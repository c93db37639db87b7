//! Specimen extraction and cleansing.
//!
//! Extraction keeps the museum's text as-is, with `"N/A"` for anything
//! missing. Cleansing drops rows without coordinates or weight, converts
//! the weight to grams and reduces the collection date to a year.

use thiserror::Error;

use super::MuseumRecord;
use super::museum::Coordinate;
use crate::model::{Meteorite, NOT_AVAILABLE, SpecimenRow};

#[derive(Debug, Error, PartialEq)]
pub enum SpecimenError {
    #[error("{id}: invalid coordinate {value:?}")]
    InvalidCoordinate { id: String, value: String },
    #[error("invalid weight {0:?}")]
    InvalidWeight(String),
    #[error("unknown weight unit {0:?}")]
    UnknownUnit(String),
    #[error("invalid collection date {0:?}")]
    InvalidDate(String),
}

pub fn extract_specimen(record: &MuseumRecord) -> SpecimenRow {
    let point = record.first_point();
    let coordinate = |c: Option<&Coordinate>| {
        c.and_then(Coordinate::as_text)
            .unwrap_or_else(|| NOT_AVAILABLE.to_string())
    };
    let descriptions = &record.freetext().physical_description;
    let weight = descriptions
        .iter()
        .find(|d| d.label.eq_ignore_ascii_case("weight"))
        .or_else(|| descriptions.first())
        .map(|d| d.content.trim())
        .filter(|w| !w.is_empty())
        .unwrap_or(NOT_AVAILABLE);

    SpecimenRow {
        id: record.id.clone(),
        title: record.title.clone(),
        latitude: coordinate(point.and_then(|p| p.latitude.as_ref())),
        longitude: coordinate(point.and_then(|p| p.longitude.as_ref())),
        weight: weight.to_string(),
        collection_date: record.freetext().date.first().map(|d| d.content.clone()),
        link: record.record_link().map(str::to_string),
    }
}

pub fn extract_specimens(records: &[MuseumRecord]) -> Vec<SpecimenRow> {
    records.iter().map(extract_specimen).collect()
}

/// Convert `"<number> <unit>"` to grams. Units are `g`, `kg` and `mg`, in
/// any case; the space is optional.
pub fn weight_to_grams(weight: &str) -> Result<f64, SpecimenError> {
    let invalid = || SpecimenError::InvalidWeight(weight.to_string());
    let number_end = weight
        .find(|c: char| !(c.is_ascii_digit() || c == '.'))
        .unwrap_or(weight.len());
    if number_end == 0 {
        return Err(invalid());
    }
    let value: f64 = weight[..number_end].parse().map_err(|_| invalid())?;

    let rest = weight[number_end..].trim_start();
    let unit_end = rest
        .find(|c: char| !(c.is_alphanumeric() || c == '_'))
        .unwrap_or(rest.len());
    let unit = rest[..unit_end].to_lowercase();
    match unit.as_str() {
        "g" => Ok(value),
        "kg" => Ok(value * 1000.0),
        "mg" => Ok(value / 1000.0),
        "" => Err(invalid()),
        _ => Err(SpecimenError::UnknownUnit(unit)),
    }
}

/// The leading four-digit year of a collection date.
pub fn collection_year(date: &str) -> Result<i32, SpecimenError> {
    let digits = date.get(..4).filter(|d| d.bytes().all(|b| b.is_ascii_digit()));
    digits
        .and_then(|d| d.parse().ok())
        .ok_or_else(|| SpecimenError::InvalidDate(date.to_string()))
}

fn round_to_milligram(grams: f64) -> f64 {
    (grams * 1000.0).round() / 1000.0
}

/// Cleanse one row. `Ok(None)` means the row lacks coordinates or weight.
pub fn cleanse_row(row: &SpecimenRow) -> Result<Option<Meteorite>, SpecimenError> {
    if [&row.latitude, &row.longitude, &row.weight]
        .iter()
        .any(|v| v.as_str() == NOT_AVAILABLE)
    {
        return Ok(None);
    }
    let coordinate = |value: &str| {
        value
            .trim()
            .parse::<f64>()
            .map_err(|_| SpecimenError::InvalidCoordinate {
                id: row.id.clone(),
                value: value.to_string(),
            })
    };
    let latitude = coordinate(&row.latitude)?;
    let longitude = coordinate(&row.longitude)?;
    let weight_gram = round_to_milligram(weight_to_grams(&row.weight)?);
    let collection_year = row
        .collection_date
        .as_deref()
        .map(collection_year)
        .transpose()?;

    Ok(Some(Meteorite {
        id: row.id.clone(),
        title: row.title.clone(),
        latitude,
        longitude,
        weight_gram,
        collection_year,
        link: row.link.clone(),
    }))
}

/// Cleanse every row, logging and skipping the ones that fail.
pub fn cleanse(rows: &[SpecimenRow]) -> Vec<Meteorite> {
    let mut skipped = 0usize;
    let cleansed: Vec<Meteorite> = rows
        .iter()
        .filter_map(|row| match cleanse_row(row) {
            Ok(meteorite) => meteorite,
            Err(error) => {
                tracing::warn!(id = %row.id, %error, "skipping specimen");
                skipped += 1;
                None
            }
        })
        .collect();
    tracing::debug!(kept = cleansed.len(), skipped, "cleansed specimens");
    cleansed
}

/// Like [`cleanse`] but fails on the first invalid row.
pub fn cleanse_strict(rows: &[SpecimenRow]) -> Result<Vec<Meteorite>, SpecimenError> {
    let mut cleansed = Vec::with_capacity(rows.len());
    for row in rows {
        if let Some(meteorite) = cleanse_row(row)? {
            cleansed.push(meteorite);
        }
    }
    Ok(cleansed)
}

#[cfg(test)]
mod tests {
    use super::*;
    use crate::etl::parse_records;

    fn row(lat: &str, lon: &str, weight: &str, date: Option<&str>) -> SpecimenRow {
        SpecimenRow {
            id: "nmnh-1".into(),
            title: "ALH 84001".into(),
            latitude: lat.into(),
            longitude: lon.into(),
            weight: weight.into(),
            collection_date: date.map(String::from),
            link: None,
        }
    }

    #[test]
    fn weights_convert_to_grams() {
        assert_eq!(weight_to_grams("32.988 g"), Ok(32.988));
        assert_eq!(weight_to_grams("0.5 kg"), Ok(500.0));
        assert_eq!(weight_to_grams("250mg"), Ok(0.25));
        assert_eq!(weight_to_grams("2 KG"), Ok(2000.0));
        assert_eq!(
            weight_to_grams("3 lb"),
            Err(SpecimenError::UnknownUnit("lb".into()))
        );
        assert!(weight_to_grams("heavy").is_err());
        assert!(weight_to_grams("1.2.3 g").is_err());
        assert!(weight_to_grams("12").is_err());
    }

    #[test]
    fn years_are_leading_digits() {
        assert_eq!(collection_year("1984-12-27"), Ok(1984));
        assert_eq!(collection_year("2003"), Ok(2003));
        assert!(collection_year("Dec 1984").is_err());
        assert!(collection_year("84").is_err());
    }

    #[test]
    fn cleansing_rules() {
        let good = cleanse_row(&row("-76.9", "159.4", "1.23456 kg", Some("1984")))
            .unwrap()
            .unwrap();
        assert_eq!(good.weight_gram, 1234.56);
        assert_eq!(good.collection_year, Some(1984));
        assert_eq!(good.latitude, -76.9);

        assert_eq!(cleanse_row(&row("N/A", "1", "1 g", None)), Ok(None));
        assert_eq!(
            cleanse_row(&row("1", "2", "1 g", None)).unwrap().unwrap().collection_year,
            None
        );
        assert!(cleanse_row(&row("1", "2", "1 g", Some("undated"))).is_err());

        let rows = vec![
            row("1", "2", "1 g", Some("1999")),
            row("1", "2", "1 g", Some("undated")),
            row("N/A", "2", "1 g", None),
            row("x", "2", "1 g", None),
        ];
        assert_eq!(cleanse(&rows).len(), 1);
        assert!(cleanse_strict(&rows).is_err());
    }

    #[test]
    fn extraction_fills_missing_with_placeholder() {
        let data = br#"[
            {"id":"a","title":"Allan Hills 84001","content":{
                "freetext":{"date":[{"content":"1984"}],
                            "physicalDescription":[{"label":"Dimensions","content":"4 x 5 cm"},{"label":"Weight","content":"1930.9 g"}]},
                "indexedStructured":{"geoLocation":[{"points":{"point":{"latitude":{"content":"-76.9"},"longitude":{"content":"159.4"}}}}]},
                "descriptiveNonRepeating":{"record_link":"http://n2t.net/ark:/65665/3"}}},
            {"id":"b"}
        ]"#;
        let rows = extract_specimens(&parse_records(data).unwrap());
        assert_eq!(rows[0].weight, "1930.9 g");
        assert_eq!(rows[0].latitude, "-76.9");
        assert_eq!(rows[0].collection_date.as_deref(), Some("1984"));
        assert_eq!(rows[0].link.as_deref(), Some("http://n2t.net/ark:/65665/3"));
        assert_eq!(rows[1].latitude, NOT_AVAILABLE);
        assert_eq!(rows[1].weight, NOT_AVAILABLE);
    }
}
::::
> [What you will do]: How many of the lines in the listing above hold the word "Result"? Report only that figure.

> [Worked solution]: 4